** Opening Data block **

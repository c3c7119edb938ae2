use crate::{BisectError, Result};
use fs2::FileExt;
use std::fs::OpenOptions;
use std::path::{Path, PathBuf};

pub const RUN_LOCK_FILE_NAME: &str = "bisect.lock";

/// Exclusive lock held for the lifetime of a run, so two runs never share a
/// trial directory or classification files.
#[derive(Debug)]
pub struct RunLock {
    file: std::fs::File,
    path: PathBuf,
}

impl RunLock {
    pub fn path(&self) -> &Path {
        &self.path
    }
}

impl Drop for RunLock {
    fn drop(&mut self) {
        let _ = self.file.unlock();
    }
}

pub fn lock_path_for_store(store_dir: &Path) -> PathBuf {
    store_dir.join(RUN_LOCK_FILE_NAME)
}

/// Take the run lock without waiting; a lock held elsewhere is an error.
pub async fn try_acquire_run_lock(store_dir: &Path) -> Result<RunLock> {
    let path = lock_path_for_store(store_dir);
    if let Some(parent) = path.parent().filter(|p| !p.as_os_str().is_empty()) {
        tokio::fs::create_dir_all(parent).await?;
    }

    tokio::task::spawn_blocking(move || -> Result<RunLock> {
        let file = OpenOptions::new()
            .create(true)
            .read(true)
            .write(true)
            .truncate(false)
            .open(&path)
            .map_err(|err| {
                BisectError::InvalidPath(format!("open run lock {}: {err}", path.display()))
            })?;

        match file.try_lock_exclusive() {
            Ok(()) => Ok(RunLock { file, path }),
            Err(err) if err.kind() == fs2::lock_contended_error().kind() => {
                Err(BisectError::Lock { path })
            }
            Err(err) => Err(BisectError::Io(err)),
        }
    })
    .await
    .map_err(|err| BisectError::Io(std::io::Error::other(format!("join run lock task: {err}"))))?
}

** Closing Data block **

About this exercise — What is needed is a copy of every line above in which "join" appears.

Result of the task —
    store_dir.join(RUN_LOCK_FILE_NAME)
    .map_err(|err| BisectError::Io(std::io::Error::other(format!("join run lock task: {err}"))))?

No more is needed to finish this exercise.